* **HOW TO COMPLETE THIS TASK**
Please state the number of lines in the material below that contain "LocaleStore", with no other words.

* **EXERCISE INPUT**
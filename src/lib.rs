use anyhow::{anyhow, Result};
use std::path::{Path, PathBuf};

pub mod editor;
pub mod locales;
pub mod logging;
pub mod report;
pub mod settings;
pub mod store;
pub mod translations;

#[cfg(test)]
mod test_util;

pub use editor::{fetch_translations, CommandEditor, Editor, Interaction};
pub use locales::{Locale, LocaleSet};
pub use report::ReportFormat;
pub use settings::Settings;
pub use store::{LocaleFileOutcome, LocaleStore};
pub use translations::{
    clean_translations, parse_user_input, render_template, TranslationRecord,
    DEFAULT_EXPECTED_TRANSLATIONS,
};

#[derive(Debug, Clone)]
pub struct Config {
    pub count: usize,
    pub editor: Option<String>,
    pub locales_dir: Option<String>,
    pub settings_path: Option<String>,
    pub print_json: bool,
    pub report_format: ReportFormat,
    pub interactive: bool,
}

impl Default for Config {
    fn default() -> Self {
        Self {
            count: DEFAULT_EXPECTED_TRANSLATIONS,
            editor: None,
            locales_dir: None,
            settings_path: None,
            print_json: false,
            report_format: ReportFormat::Text,
            interactive: true,
        }
    }
}

pub fn run(config: Config) -> Result<String> {
    let settings_path = config.settings_path.as_deref().map(Path::new);
    let settings = settings::load_settings(settings_path)?;
    let editor = CommandEditor::resolve(config.editor.as_deref().or(settings.editor.as_deref()));
    run_with_settings(config, settings, &editor)
}

/// Runs one session with already loaded settings and a caller-chosen editor.
pub fn run_with_settings<E: Editor + ?Sized>(
    config: Config,
    settings: Settings,
    editor: &E,
) -> Result<String> {
    if config.count == 0 {
        return Err(anyhow!("expected translation count must be at least 1"));
    }
    let interaction = if config.interactive {
        Interaction::Interactive
    } else {
        Interaction::Quiet
    };

    let batch = fetch_translations(editor, &settings.locales, config.count, interaction)?;
    if config.print_json {
        return report::render_batch(&batch);
    }

    let outcomes = if batch.is_empty() {
        Vec::new()
    } else {
        let dir = config
            .locales_dir
            .map(PathBuf::from)
            .unwrap_or(settings.locales_dir);
        LocaleStore::new(dir).merge(&settings.locales, &batch)?
    };

    let report = report::build_report(&batch, &outcomes);
    report::render_report(&report, config.report_format)
}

* **YOUR RESPONSE**
2